TASK BRIEF: Your response should contain each line of the data that includes "AnomalyResult".

Collected data entries:
..........
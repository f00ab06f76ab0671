//! Transaction anomaly check

use chrono::{DateTime, Utc};
use rust_decimal::Decimal;
use std::sync::Arc;

use rwaguard_core::score::ANOMALY_PENALTY;
use rwaguard_core::{Asset, CheckKind, CheckOutcome, TrustPolicy};

use crate::error::{AnomalyError, AnomalyResult};
use crate::store::{HistoricalBaseline, TransferStore, WindowAggregate};
use crate::thresholds::AnomalyThresholds;

const KIND: CheckKind = CheckKind::Anomaly;

/// Evaluate every anomaly condition and return one flag per condition fired
///
/// A missing or zero baseline disables only the condition that needs it.
/// Fails with `InvalidData` if a threshold limit overflows.
pub fn evaluate_activity(
    window: &WindowAggregate,
    baseline: &HistoricalBaseline,
    total_supply: Option<Decimal>,
    thresholds: &AnomalyThresholds,
) -> AnomalyResult<Vec<String>> {
    let mut flags = Vec::new();

    if window.tx_count > thresholds.max_tx_count {
        flags.push(format!(
            "ANOMALY_HIGH_TX_COUNT: {} transfers in {}h exceeds {}",
            window.tx_count, thresholds.window_hours, thresholds.max_tx_count
        ));
    }

    if let Some(avg_daily) = baseline.avg_daily_volume.filter(|v| v.is_sign_positive() && !v.is_zero()) {
        if window.total_volume > limit(avg_daily, thresholds.volume_spike_multiplier, "volume spike")? {
            flags.push(format!(
                "ANOMALY_VOLUME_SPIKE: volume {} exceeds {}x average daily volume {}",
                window.total_volume.normalize(),
                thresholds.volume_spike_multiplier.normalize(),
                avg_daily.round_dp(4).normalize()
            ));
        }
    }

    if let (Some(price), Some(avg_price)) = (window.avg_price, baseline.avg_price) {
        if !avg_price.is_zero() && price < limit(avg_price, thresholds.price_drop_ratio, "price drop")? {
            flags.push(format!(
                "ANOMALY_PRICE_DROP: average price {} below {}% of baseline {}",
                price.round_dp(4).normalize(),
                thresholds.price_drop_ratio.saturating_mul(Decimal::ONE_HUNDRED).normalize(),
                avg_price.round_dp(4).normalize()
            ));
        }
    }

    if let Some(supply) = total_supply.filter(|s| !s.is_zero()) {
        if window.max_single_transfer > limit(supply, thresholds.whale_supply_fraction, "whale transfer")? {
            flags.push(format!(
                "ANOMALY_WHALE_TRANSFER: single transfer {} exceeds {}% of supply {}",
                window.max_single_transfer.normalize(),
                thresholds.whale_supply_fraction.saturating_mul(Decimal::ONE_HUNDRED).normalize(),
                supply.normalize()
            ));
        }
    }

    Ok(flags)
}

fn limit(base: Decimal, factor: Decimal, condition: &str) -> AnomalyResult<Decimal> {
    base.checked_mul(factor)
        .ok_or_else(|| AnomalyError::InvalidData(format!("{} limit overflows", condition)))
}

/// Recent transfer activity vs historical baseline
pub struct AnomalyDetector {
    store: Arc<dyn TransferStore>,
    thresholds: AnomalyThresholds,
    policy: TrustPolicy,
}

impl AnomalyDetector {
    pub fn new(store: Arc<dyn TransferStore>, thresholds: AnomalyThresholds, policy: TrustPolicy) -> Self {
        Self {
            store,
            thresholds,
            policy,
        }
    }

    pub fn thresholds(&self) -> &AnomalyThresholds {
        &self.thresholds
    }

    async fn inspect(&self, asset: &Asset, now: DateTime<Utc>) -> AnomalyResult<Vec<String>> {
        let window_start = self.thresholds.window_start(now)?;
        let (window, baseline) = tokio::try_join!(
            self.store.window_aggregate(&asset.asset_id, window_start),
            self.store
                .historical_baseline(&asset.asset_id, window_start, self.thresholds.baseline_days),
        )?;

        evaluate_activity(&window, &baseline, asset.total_token_supply, &self.thresholds)
    }

    /// Run the check; store and arithmetic failures go through the trust policy
    pub async fn run(&self, asset: &Asset, now: DateTime<Utc>) -> CheckOutcome {
        match self.inspect(asset, now).await {
            Ok(flags) if flags.is_empty() => CheckOutcome::passed(KIND),
            Ok(flags) => {
                tracing::debug!(
                    asset_id = %asset.asset_id,
                    conditions = flags.len(),
                    "Transaction anomalies detected"
                );
                CheckOutcome {
                    kind: KIND,
                    executed: true,
                    penalty: ANOMALY_PENALTY,
                    flags,
                }
            }
            Err(e) => {
                tracing::warn!(
                    asset_id = %asset.asset_id,
                    error = %e,
                    "Anomaly check unavailable"
                );
                CheckOutcome::read_failed(KIND, &self.policy, &e)
            }
        }
    }
}

#[cfg(test)]
mod tests {
    use super::*;
    use crate::store::{InMemoryTransferStore, TransferRecord};
    use chrono::{Duration, TimeZone};
    use rust_decimal_macros::dec;
    use rwaguard_core::TrustAction;

    fn now() -> DateTime<Utc> {
        Utc.with_ymd_and_hms(2026, 3, 1, 12, 0, 0).unwrap()
    }

    fn asset(supply: Option<Decimal>) -> Asset {
        Asset {
            asset_id: "RWA-001".to_string(),
            jurisdiction: "UK".to_string(),
            spv_legal_entity_id: "SPV-LTD-42".to_string(),
            spv_contract_address: "0x00000000000000000000000000000000000000aa".to_string(),
            registry_reference: "TITLE-123".to_string(),
            reserve_oracle_address: None,
            token_contract_address: None,
            total_token_supply: supply,
        }
    }

    fn transfer(amount: Decimal, price: Decimal, hours_ago: i64) -> TransferRecord {
        TransferRecord {
            asset_id: "RWA-001".to_string(),
            amount,
            price: Some(price),
            timestamp: now() - Duration::hours(hours_ago),
        }
    }

    fn window(tx_count: u64, volume: Decimal, price: Option<Decimal>, max: Decimal) -> WindowAggregate {
        WindowAggregate {
            tx_count,
            total_volume: volume,
            avg_price: price,
            max_single_transfer: max,
        }
    }

    fn baseline(volume: Decimal, price: Decimal) -> HistoricalBaseline {
        HistoricalBaseline {
            avg_daily_volume: Some(volume),
            avg_price: Some(price),
        }
    }

    #[test]
    fn test_quiet_activity() {
        let flags = evaluate_activity(
            &window(10, dec!(100), Some(dec!(95)), dec!(20)),
            &baseline(dec!(100), dec!(100)),
            Some(dec!(1000)),
            &AnomalyThresholds::default(),
        )
        .unwrap();
        assert!(flags.is_empty());
    }

    #[test]
    fn test_each_condition_flags_independently() {
        let flags = evaluate_activity(
            &window(101, dec!(501), Some(dec!(69)), dec!(101)),
            &baseline(dec!(100), dec!(100)),
            Some(dec!(1000)),
            &AnomalyThresholds::default(),
        )
        .unwrap();

        assert_eq!(flags.len(), 4);
        assert!(flags[0].starts_with("ANOMALY_HIGH_TX_COUNT"));
        assert!(flags[1].starts_with("ANOMALY_VOLUME_SPIKE"));
        assert!(flags[2].starts_with("ANOMALY_PRICE_DROP"));
        assert!(flags[3].starts_with("ANOMALY_WHALE_TRANSFER"));
    }

    #[test]
    fn test_boundaries_are_exclusive() {
        let flags = evaluate_activity(
            &window(100, dec!(500), Some(dec!(70)), dec!(100)),
            &baseline(dec!(100), dec!(100)),
            Some(dec!(1000)),
            &AnomalyThresholds::default(),
        )
        .unwrap();
        assert!(flags.is_empty());
    }

    #[test]
    fn test_missing_baselines_disable_their_conditions() {
        let flags = evaluate_activity(
            &window(5, dec!(1_000_000), Some(dec!(1)), dec!(1_000_000)),
            &HistoricalBaseline::default(),
            None,
            &AnomalyThresholds::default(),
        )
        .unwrap();
        assert!(flags.is_empty());

        let zero = evaluate_activity(
            &window(5, dec!(1_000_000), Some(dec!(1)), dec!(1_000_000)),
            &baseline(dec!(0), dec!(0)),
            Some(dec!(0)),
            &AnomalyThresholds::default(),
        )
        .unwrap();
        assert!(zero.is_empty());
    }

    #[test]
    fn test_limit_overflow_is_an_error() {
        let thresholds = AnomalyThresholds {
            volume_spike_multiplier: dec!(1000),
            ..Default::default()
        };
        let result = evaluate_activity(
            &window(1, dec!(1), None, dec!(1)),
            &baseline(Decimal::MAX, dec!(1)),
            None,
            &thresholds,
        );
        assert!(matches!(result, Err(AnomalyError::InvalidData(_))));
    }

    #[tokio::test]
    async fn test_volume_past_decimal_max_reports_unavailable() {
        let half = Decimal::MAX / dec!(2) + Decimal::ONE;
        let store = Arc::new(InMemoryTransferStore::new());
        store.record(transfer(half, dec!(100), 1));
        store.record(transfer(half, dec!(100), 2));

        let detector = AnomalyDetector::new(store, AnomalyThresholds::default(), TrustPolicy::trusting());
        let outcome = detector.run(&asset(Some(dec!(1000))), now()).await;

        assert!(!outcome.executed);
        assert!(outcome.penalty.is_zero());
        assert!(outcome.flags[0].starts_with("ANOMALY_CHECK_UNAVAILABLE"));
    }

    #[tokio::test]
    async fn test_flat_penalty_for_multiple_conditions() {
        let store = Arc::new(InMemoryTransferStore::new());
        store.record(transfer(dec!(10), dec!(100), 24 * 5));
        store.record(transfer(dec!(400), dec!(50), 2));

        let detector = AnomalyDetector::new(store, AnomalyThresholds::default(), TrustPolicy::trusting());
        let outcome = detector.run(&asset(Some(dec!(1000))), now()).await;

        assert!(outcome.executed);
        assert_eq!(outcome.penalty, dec!(0.2));
        assert_eq!(outcome.flags.len(), 3);
    }

    #[tokio::test]
    async fn test_no_history_passes() {
        let store = Arc::new(InMemoryTransferStore::new());
        let detector = AnomalyDetector::new(store, AnomalyThresholds::default(), TrustPolicy::trusting());

        let outcome = detector.run(&asset(None), now()).await;
        assert!(outcome.is_clean());
        assert!(outcome.executed);
    }

    #[tokio::test]
    async fn test_store_failure() {
        let store = Arc::new(InMemoryTransferStore::new());
        store.set_unavailable(true);

        let trusting = AnomalyDetector::new(store.clone(), AnomalyThresholds::default(), TrustPolicy::trusting());
        let outcome = trusting.run(&asset(None), now()).await;
        assert!(!outcome.executed);
        assert!(outcome.penalty.is_zero());
        assert!(outcome.flags[0].starts_with("ANOMALY_CHECK_UNAVAILABLE"));

        let penalizing = AnomalyDetector::new(
            store,
            AnomalyThresholds::default(),
            TrustPolicy::new(TrustAction::Skip, TrustAction::Penalize),
        );
        assert_eq!(penalizing.run(&asset(None), now()).await.penalty, dec!(0.1));
    }
}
..........
OUTPUT FOR THIS TASK:
use crate::error::{AnomalyError, AnomalyResult};
) -> AnomalyResult<Vec<String>> {
fn limit(base: Decimal, factor: Decimal, condition: &str) -> AnomalyResult<Decimal> {
    async fn inspect(&self, asset: &Asset, now: DateTime<Utc>) -> AnomalyResult<Vec<String>> {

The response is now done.